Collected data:
============

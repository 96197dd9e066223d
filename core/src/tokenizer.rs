use lazy_static::lazy_static;
use regex::Regex;

lazy_static! {
    static ref RE: Regex = Regex::new(r"[\p{L}\p{N}_']+").expect("valid regex");
}

/// Split text into word tokens, leaving case and stop words to the index.
///
/// Tokens are maximal runs of letters, digits, underscores and apostrophes;
/// a token made only of apostrophes is dropped.
pub fn tokenize(text: &str) -> Vec<&str> {
    RE.find_iter(text)
        .map(|m| m.as_str())
        .filter(|t| t.chars().any(|c| c != '\''))
        .collect()
}
use anyhow::{Context, Result};
use clap::{Args, Parser, Subcommand};
use newsindex::{Index, Posting, RegisterError};
use serde::{Deserialize, Serialize};
use tracing_subscriber::{fmt, EnvFilter};
use walkdir::WalkDir;

use std::fs::File;
use std::io::{self, BufRead, BufReader, Write};
use std::path::{Path, PathBuf};

#[derive(Debug, Deserialize)]
struct InputArticle {
    url: String,
    #[serde(default)]
    title: Option<String>,
    #[serde(default)]
    body: String,
}

#[derive(Parser)]
#[command(name = "indexer")]
#[command(about = "Index news articles in memory and rank them by word occurrences", long_about = None)]
struct Cli {
    #[command(subcommand)]
    command: Commands,
}

#[derive(Args)]
struct Source {
    /// Input path (JSON/JSONL file or a directory of them)
    #[arg(long)]
    input: String,
    /// Stop-word file, one word per line
    #[arg(long)]
    stop_words: Option<String>,
    /// Word-table size hint (0 = default)
    #[arg(long, default_value_t = 0)]
    buckets: usize,
}

#[derive(Subcommand)]
enum Commands {
    /// Rank articles for a single word
    Query {
        #[command(flatten)]
        source: Source,
        /// Word to look up
        #[arg(long)]
        word: String,
        /// Number of articles to show
        #[arg(long, default_value_t = 10)]
        top: usize,
        /// Print results as JSON
        #[arg(long, default_value_t = false)]
        json: bool,
    },
    /// Read query words from stdin, one per line, until an empty line
    Repl {
        #[command(flatten)]
        source: Source,
        #[arg(long, default_value_t = 10)]
        top: usize,
    },
}

#[derive(Debug, Default, PartialEq, Eq)]
struct IngestStats {
    indexed: usize,
    duplicates: usize,
    invalid: usize,
}

#[derive(Serialize)]
struct Hit<'a> {
    article_id: u32,
    count: u32,
    title: &'a str,
    url: &'a str,
}

fn main() -> Result<()> {
    fmt().with_env_filter(EnvFilter::from_default_env()).init();
    let cli = Cli::parse();

    match cli.command {
        Commands::Query { source, word, top, json } => {
            let index = build_index(&source)?;
            let hits = index.query_top_n(&word, top);
            let stdout = io::stdout();
            let mut out = stdout.lock();
            if json {
                serde_json::to_writer_pretty(&mut out, &render_hits(&index, &hits))?;
                writeln!(out)?;
            } else {
                print_hits(&mut out, &index, &word, &hits)?;
            }
            Ok(())
        }
        Commands::Repl { source, top } => {
            let index = build_index(&source)?;
            let stdin = io::stdin();
            repl(&index, stdin.lock(), io::stdout().lock(), top)
        }
    }
}

fn build_index(source: &Source) -> Result<Index> {
    let mut index = Index::with_capacity(source.buckets);
    if let Some(path) = &source.stop_words {
        index
            .load_stop_words(path)
            .with_context(|| format!("loading stop words from {path}"))?;
    }
    let stats = ingest_path(&mut index, Path::new(&source.input))?;
    tracing::info!(
        indexed = stats.indexed,
        duplicates = stats.duplicates,
        invalid = stats.invalid,
        words = index.num_words(),
        "ingested articles"
    );
    Ok(index)
}

fn ingest_path(index: &mut Index, input: &Path) -> Result<IngestStats> {
    let mut files: Vec<PathBuf> = Vec::new();
    if input.is_dir() {
        for entry in WalkDir::new(input).sort_by_file_name().into_iter().filter_map(|e| e.ok()) {
            let p = entry.path();
            if p.is_file() && matches!(p.extension().and_then(|s| s.to_str()), Some("json" | "jsonl")) {
                files.push(p.to_path_buf());
            }
        }
    } else if input.is_file() {
        files.push(input.to_path_buf());
    } else {
        anyhow::bail!("input path {} does not exist", input.display());
    }

    let mut stats = IngestStats::default();
    for file in files {
        let articles = if file.extension().and_then(|s| s.to_str()) == Some("jsonl") {
            read_jsonl(&file)?
        } else {
            read_json(&file)?
        };
        for article in articles {
            ingest_article(index, article, &mut stats);
        }
    }
    Ok(stats)
}

fn read_jsonl(file: &Path) -> Result<Vec<InputArticle>> {
    let reader = BufReader::new(File::open(file).with_context(|| format!("opening {}", file.display()))?);
    let mut out = Vec::new();
    for (lineno, line) in reader.lines().enumerate() {
        let line = line?;
        if line.trim().is_empty() {
            continue;
        }
        let article = serde_json::from_str(&line)
            .with_context(|| format!("{}:{}: malformed article", file.display(), lineno + 1))?;
        out.push(article);
    }
    Ok(out)
}

fn read_json(file: &Path) -> Result<Vec<InputArticle>> {
    let reader = BufReader::new(File::open(file).with_context(|| format!("opening {}", file.display()))?);
    let json: serde_json::Value = serde_json::from_reader(reader)?;
    let articles: Vec<InputArticle> = match json {
        serde_json::Value::Array(arr) => arr
            .into_iter()
            .map(serde_json::from_value)
            .collect::<Result<Vec<_>, _>>()?,
        v @ serde_json::Value::Object(_) => vec![serde_json::from_value(v)?],
        _ => Vec::new(),
    };
    Ok(articles)
}

fn ingest_article(index: &mut Index, article: InputArticle, stats: &mut IngestStats) {
    match index.ingest(&article.url, article.title.as_deref(), &article.body) {
        Ok(_) => stats.indexed += 1,
        Err(RegisterError::MissingUrl | RegisterError::TooManyArticles) => stats.invalid += 1,
        Err(_) => stats.duplicates += 1,
    }
}

fn render_hits<'a>(index: &'a Index, hits: &[Posting]) -> Vec<Hit<'a>> {
    hits.iter()
        .map(|p| Hit {
            article_id: p.article_id,
            count: p.count,
            title: index.article_title(p.article_id).unwrap_or(""),
            url: index.article_url(p.article_id).unwrap_or(""),
        })
        .collect()
}

fn print_hits<W: Write>(out: &mut W, index: &Index, word: &str, hits: &[Posting]) -> io::Result<()> {
    if hits.is_empty() {
        if index.is_stop_word(word) {
            writeln!(out, "\"{word}\" is a stop word and is not indexed.")?;
        } else {
            writeln!(out, "No articles contain \"{word}\".")?;
        }
        return Ok(());
    }
    writeln!(out, "Top {} article(s) for \"{word}\":", hits.len())?;
    for (rank, hit) in render_hits(index, hits).iter().enumerate() {
        let title = if hit.title.is_empty() { "[no title]" } else { hit.title };
        let times = if hit.count == 1 { "time" } else { "times" };
        writeln!(out, "{:>3}.) \"{}\" [appears {} {}]", rank + 1, title, hit.count, times)?;
        writeln!(out, "      \"{}\"", hit.url)?;
    }
    Ok(())
}

fn repl<R: BufRead, W: Write>(index: &Index, input: R, mut out: W, top: usize) -> Result<()> {
    for line in input.lines() {
        let line = line?;
        let word = line.trim();
        if word.is_empty() {
            break;
        }
        let hits = index.query_top_n(word, top);
        print_hits(&mut out, index, word, &hits)?;
        out.flush()?;
    }
    Ok(())
}
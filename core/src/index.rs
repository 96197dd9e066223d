//! The [`Index`] facade: stop words, article registry and word postings under one owner.

use crate::articles::{Article, ArticleRegistry};
use crate::config::IndexConfig;
use crate::error::{IndexError, RegisterError, Result};
use crate::query;
use crate::stopwords::StopWords;
use crate::tokenizer::tokenize;
use crate::words::{Posting, WordIndex};
use crate::ArticleId;
use std::io::BufRead;
use std::path::Path;

#[derive(Debug)]
pub struct Index {
    stop_words: StopWords,
    articles: ArticleRegistry,
    words: WordIndex,
}

impl Default for Index {
    fn default() -> Self {
        Self::new()
    }
}

impl Index {
    pub fn new() -> Self {
        Self::with_config(IndexConfig::default())
    }

    /// Empty index whose word table is pre-sized to `hint` (`0` means the default).
    pub fn with_capacity(hint: usize) -> Self {
        Self::with_config(IndexConfig::with_word_capacity(hint))
    }

    pub fn with_config(config: IndexConfig) -> Self {
        Self {
            stop_words: StopWords::new(),
            articles: ArticleRegistry::with_capacity(config.article_capacity),
            words: WordIndex::with_capacity(config.word_capacity),
        }
    }

    /// Add the stop words listed in `path`. See [`StopWords::load`].
    pub fn load_stop_words<P: AsRef<Path>>(&mut self, path: P) -> Result<usize> {
        self.stop_words.load(path)
    }

    /// Add stop words from any line-oriented reader. See [`StopWords::load_from_reader`].
    pub fn load_stop_words_from_reader<R: BufRead>(&mut self, reader: R) -> Result<usize> {
        self.stop_words
            .load_from_reader(reader)
            .map_err(IndexError::Read)
    }

    pub fn is_stop_word(&self, word: &str) -> bool {
        self.stop_words.contains(word)
    }

    pub fn register_article(&mut self, url: &str, title: Option<&str>) -> std::result::Result<ArticleId, RegisterError> {
        match self.articles.register(url, title) {
            Ok(id) => {
                tracing::trace!(id, url, "registered article");
                Ok(id)
            }
            Err(e) => {
                tracing::debug!(url, error = %e, "article rejected");
                Err(e)
            }
        }
    }

    pub fn article(&self, id: ArticleId) -> Option<&Article> {
        self.articles.get(id)
    }

    pub fn article_title(&self, id: ArticleId) -> Option<&str> {
        self.articles.title(id)
    }

    pub fn article_url(&self, id: ArticleId) -> Option<&str> {
        self.articles.url(id)
    }

    pub fn articles(&self) -> &ArticleRegistry {
        &self.articles
    }

    /// Count one occurrence of `token` in article `id`.
    ///
    /// Silently ignored when `id` is not registered, the token is empty, or it
    /// is a stop word.
    pub fn add_token(&mut self, id: ArticleId, token: &str) {
        if token.is_empty() || !self.articles.contains(id) {
            return;
        }
        let lower = token.to_ascii_lowercase();
        if self.stop_words.contains_lowercase(&lower) {
            return;
        }
        self.words.record(lower, id);
    }

    pub fn add_tokens<'a, I>(&mut self, id: ArticleId, tokens: I)
    where
        I: IntoIterator<Item = &'a str>,
    {
        for token in tokens {
            self.add_token(id, token);
        }
    }

    /// Register an article and index every token of `body` under it.
    pub fn ingest(&mut self, url: &str, title: Option<&str>, body: &str) -> std::result::Result<ArticleId, RegisterError> {
        let id = self.register_article(url, title)?;
        self.add_tokens(id, tokenize(body));
        Ok(id)
    }

    /// Up to `n` postings for `word`, by count descending then article ID ascending.
    ///
    /// Always returns a vector; it is empty when the word is unknown or `n` is 0.
    pub fn query_top_n(&self, word: &str, n: usize) -> Vec<Posting> {
        if n == 0 {
            return Vec::new();
        }
        self.postings(word).map(|p| query::top_n(p, n)).unwrap_or_default()
    }

    /// Unranked postings for `word`, matched case-insensitively.
    pub fn postings(&self, word: &str) -> Option<&[Posting]> {
        self.words.get(&word.to_ascii_lowercase()).map(|e| e.postings.as_slice())
    }

    pub fn num_articles(&self) -> usize {
        self.articles.len()
    }

    pub fn num_words(&self) -> usize {
        self.words.len()
    }
}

============

* What is needed
Looking at the data above, write out exactly the lines that start at the one containing "static ref RE: Regex" and end at the one containing "apostrophes is dropped."; include both and nothing beyond.

* Answer for this exercise
    static ref RE: Regex = Regex::new(r"[\p{L}\p{N}_']+").expect("valid regex");
}

/// Split text into word tokens, leaving case and stop words to the index.
///
/// Tokens are maximal runs of letters, digits, underscores and apostrophes;
/// a token made only of apostrophes is dropped.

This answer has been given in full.